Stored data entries
§ §

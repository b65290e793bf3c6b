// The upload saga keeps a metadata record and a blob in step. The metadata
// record is written first. If the blob write fails, the record is deleted
// again so that neither store holds anything for the upload's id. A blob that
// lands after its deadline is deleted as well.

use std::{
    fmt,
    future::Future,
    pin::pin,
    sync::Arc,
    time::{Duration, Instant},
};

use blob_store::{BlobStore, BlobStoreError};
use bytes::Bytes;
use derive_builder::Builder;
use opentelemetry::KeyValue;
use tokio::time;
use tracing::{debug, error, info, warn};

use crate::{
    data_model::{FileRecord, UploadRequest},
    identity::{IdentityGenerator, TimestampIdentityGenerator},
    metrics::uploads,
    state_store::{MetadataStore, MetadataStoreError},
};

pub mod error;
pub mod workers;

pub use error::StoreError;

pub const DEFAULT_CALL_TIMEOUT: Duration = Duration::from_secs(30);

#[derive(Debug, Clone, Copy, PartialEq, Eq)]
pub enum SagaState {
    Start,
    IdentityAssigned,
    MetadataWritten,
    Compensating,
    BlobWritten,
    RolledBack,
    Failed,
}

impl SagaState {
    pub fn is_terminal(self) -> bool {
        matches!(
            self,
            SagaState::BlobWritten | SagaState::RolledBack | SagaState::Failed
        )
    }

    fn can_transition_to(self, next: SagaState) -> bool {
        use SagaState::*;
        matches!(
            (self, next),
            (Start, IdentityAssigned) |
                (IdentityAssigned, MetadataWritten) |
                (IdentityAssigned, Failed) |
                (MetadataWritten, BlobWritten) |
                (MetadataWritten, Compensating) |
                (Compensating, RolledBack)
        )
    }

    pub fn as_str(self) -> &'static str {
        match self {
            SagaState::Start => "start",
            SagaState::IdentityAssigned => "identity_assigned",
            SagaState::MetadataWritten => "metadata_written",
            SagaState::Compensating => "compensating",
            SagaState::BlobWritten => "blob_written",
            SagaState::RolledBack => "rolled_back",
            SagaState::Failed => "failed",
        }
    }
}

impl fmt::Display for SagaState {
    fn fmt(&self, f: &mut fmt::Formatter<'_>) -> fmt::Result {
        f.write_str(self.as_str())
    }
}

/// Outcome of one upload. `id` is only set when both writes committed.
#[derive(Debug)]
pub struct UploadResult {
    pub ok: bool,
    pub id: Option<String>,
    pub error: Option<StoreError>,
    pub state: SagaState,
}

impl UploadResult {
    fn committed(id: String) -> Self {
        Self {
            ok: true,
            id: Some(id),
            error: None,
            state: SagaState::BlobWritten,
        }
    }

    fn failed(error: StoreError, state: SagaState) -> Self {
        Self {
            ok: false,
            id: None,
            error: Some(error),
            state,
        }
    }

    pub fn into_result(self) -> Result<String, StoreError> {
        match self.error {
            Some(error) => Err(error),
            None => Ok(self.id.unwrap_or_default()),
        }
    }
}

#[derive(Debug, Clone)]
enum CompensationAction {
    DeleteMetadataRecord { id: String },
    DeleteBlob { bucket: String, key: String },
}

/// Per-upload bookkeeping: the current state and the steps that have to be
/// undone if a later step fails.
struct UploadSaga {
    id: String,
    state: SagaState,
    compensation_actions: Vec<CompensationAction>,
}

impl UploadSaga {
    fn new(id: String) -> Self {
        Self {
            id,
            state: SagaState::Start,
            compensation_actions: Vec::new(),
        }
    }

    fn transition(&mut self, next: SagaState) {
        debug_assert!(
            self.state.can_transition_to(next),
            "invalid saga transition {} -> {}",
            self.state,
            next
        );
        debug!(upload_id = %self.id, from = %self.state, to = %next, "saga transition");
        self.state = next;
    }

    fn commit(&mut self) {
        self.compensation_actions.clear();
        self.transition(SagaState::BlobWritten);
    }
}

/// How a store call finished relative to the call deadline.
enum Settled<T, E> {
    InTime(Result<T, E>),
    /// The deadline passed, and the call was awaited until it finished
    /// anyway. `outcome` says whether the write landed.
    Late { elapsed: Duration, outcome: Result<T, E> },
}

fn default_identity_generator() -> Arc<dyn IdentityGenerator> {
    Arc::new(TimestampIdentityGenerator)
}

#[derive(Builder)]
pub struct UploadOrchestrator {
    metadata_store: Arc<dyn MetadataStore>,
    blob_store: Arc<dyn BlobStore>,
    #[builder(default = "default_identity_generator()")]
    identity_generator: Arc<dyn IdentityGenerator>,
    #[builder(setter(into))]
    bucket: String,
    #[builder(default = "DEFAULT_CALL_TIMEOUT")]
    call_timeout: Duration,
    #[builder(default)]
    metrics: Arc<uploads::Metrics>,
}

impl UploadOrchestrator {
    /// Writes the metadata record, then the blob, compensating the record if
    /// the blob write fails. Always returns in a terminal state.
    ///
    /// A store call that overruns `call_timeout` fails the upload with a
    /// timeout error, but it is never abandoned: the orchestrator waits for it
    /// to finish and undoes whatever it wrote before returning.
    #[tracing::instrument(
        skip_all,
        fields(file_name = %request.file_name, size = request.size, upload_id = tracing::field::Empty)
    )]
    pub async fn upload(&self, request: UploadRequest) -> UploadResult {
        let started = Instant::now();
        let id = self.identity_generator.generate(&request.file_name);
        tracing::Span::current().record("upload_id", id.as_str());

        let mut saga = UploadSaga::new(id);
        saga.transition(SagaState::IdentityAssigned);

        let record = FileRecord::from_request(&saga.id, &request);
        let result = match self.write_metadata(&mut saga, &record).await {
            Err(err) => {
                // A late put that landed still has to be undone.
                if saga.state == SagaState::MetadataWritten {
                    self.compensate(&mut saga).await;
                } else {
                    saga.transition(SagaState::Failed);
                }
                UploadResult::failed(err.into(), saga.state)
            }
            Ok(()) => match self.write_blob(&mut saga, request.bytes).await {
                Ok(size_bytes) => {
                    saga.commit();
                    self.metrics.uploaded_bytes.add(size_bytes, &[]);
                    info!(upload_id = %saga.id, size_bytes, "upload committed");
                    UploadResult::committed(saga.id.clone())
                }
                Err(err) => {
                    self.compensate(&mut saga).await;
                    UploadResult::failed(err.into(), saga.state)
                }
            },
        };
        debug_assert!(result.state.is_terminal());

        let timed_out = result.error.as_ref().is_some_and(StoreError::is_timeout);
        let labels = [
            KeyValue::new("outcome", result.state.as_str()),
            KeyValue::new("timeout", timed_out),
        ];
        self.metrics.outcomes.add(1, &labels);
        self.metrics
            .duration
            .record(started.elapsed().as_secs_f64(), &labels);
        result
    }

    async fn write_metadata(
        &self,
        saga: &mut UploadSaga,
        record: &FileRecord,
    ) -> Result<(), MetadataStoreError> {
        let (landed, result) = match self.settle(self.metadata_store.put(record)).await {
            Settled::InTime(result) => (result.is_ok(), result),
            Settled::Late { elapsed, outcome } => {
                (outcome.is_ok(), Err(MetadataStoreError::Timeout { elapsed }))
            }
        };
        if landed {
            saga.compensation_actions
                .push(CompensationAction::DeleteMetadataRecord {
                    id: saga.id.clone(),
                });
            saga.transition(SagaState::MetadataWritten);
        }
        result.inspect_err(|err| {
            error!(upload_id = %saga.id, "failed to write metadata record: {err}")
        })
    }

    async fn write_blob(&self, saga: &mut UploadSaga, data: Bytes) -> Result<u64, BlobStoreError> {
        let put_result = match self
            .settle(self.blob_store.put_object(&self.bucket, &saga.id, data))
            .await
        {
            Settled::InTime(result) => result,
            Settled::Late { elapsed, outcome } => {
                if outcome.is_ok() {
                    saga.compensation_actions.push(CompensationAction::DeleteBlob {
                        bucket: self.bucket.clone(),
                        key: saga.id.clone(),
                    });
                }
                Err(BlobStoreError::Timeout { elapsed })
            }
        }
        .inspect_err(|err| error!(upload_id = %saga.id, "failed to write blob: {err}"))?;
        debug!(
            upload_id = %saga.id,
            url = %put_result.url,
            sha256 = %put_result.sha256_hash,
            etag = put_result.etag.as_deref().unwrap_or("-"),
            "blob written"
        );
        Ok(put_result.size_bytes)
    }

    /// Runs the recorded compensation actions in reverse. Failures are logged
    /// and counted, never returned.
    async fn compensate(&self, saga: &mut UploadSaga) {
        saga.transition(SagaState::Compensating);
        warn!(
            upload_id = %saga.id,
            "running {} compensation action(s)",
            saga.compensation_actions.len()
        );
        for action in saga.compensation_actions.drain(..).rev() {
            match action {
                CompensationAction::DeleteBlob { bucket, key } => {
                    self.rollback_blob(&bucket, &key).await
                }
                CompensationAction::DeleteMetadataRecord { id } => {
                    self.rollback_metadata_record(&id).await
                }
            }
        }
        saga.transition(SagaState::RolledBack);
    }

    async fn rollback_metadata_record(&self, id: &str) {
        match self.settle(self.metadata_store.delete(id)).await.into_outcome() {
            Ok(()) => info!(upload_id = %id, "rolled back metadata record"),
            Err(err) => {
                self.metrics.compensation_failures.add(1, &[]);
                error!(
                    upload_id = %id,
                    "failed to roll back metadata record, record is orphaned: {err}"
                );
            }
        }
    }

    async fn rollback_blob(&self, bucket: &str, key: &str) {
        match self
            .settle(self.blob_store.delete_object(bucket, key))
            .await
            .into_outcome()
        {
            Ok(()) => info!(upload_id = %key, "removed blob written after the deadline"),
            Err(err) => {
                self.metrics.compensation_failures.add(1, &[]);
                error!(upload_id = %key, "failed to remove blob, blob is orphaned: {err}");
            }
        }
    }

    /// Awaits `call` to completion. Overrunning `call_timeout` is reported
    /// as [`Settled::Late`], but the call keeps being polled until it
    /// finishes.
    async fn settle<T, E>(&self, call: impl Future<Output = Result<T, E>>) -> Settled<T, E> {
        let mut call = pin!(call);
        match time::timeout(self.call_timeout, call.as_mut()).await {
            Ok(result) => Settled::InTime(result),
            Err(_) => {
                warn!(
                    "store call exceeded {:?}, waiting for it to finish",
                    self.call_timeout
                );
                Settled::Late {
                    elapsed: self.call_timeout,
                    outcome: call.await,
                }
            }
        }
    }
}

impl<T, E> Settled<T, E> {
    fn into_outcome(self) -> Result<T, E> {
        match self {
            Settled::InTime(result) => result,
            Settled::Late { outcome, .. } => outcome,
        }
    }
}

§ §

◆ What is expected:
Would you please reproduce the records above exactly, only from their first line through the line holding "use bytes::Bytes;", with both ends included?

◆ Solution for this problem:
repository b65290e793bf3c6b
// The upload saga keeps a metadata record and a blob in step. The metadata
// record is written first. If the blob write fails, the record is deleted
// again so that neither store holds anything for the upload's id. A blob that
// lands after its deadline is deleted as well.

use std::{
    fmt,
    future::Future,
    pin::pin,
    sync::Arc,
    time::{Duration, Instant},
};

use blob_store::{BlobStore, BlobStoreError};
use bytes::Bytes;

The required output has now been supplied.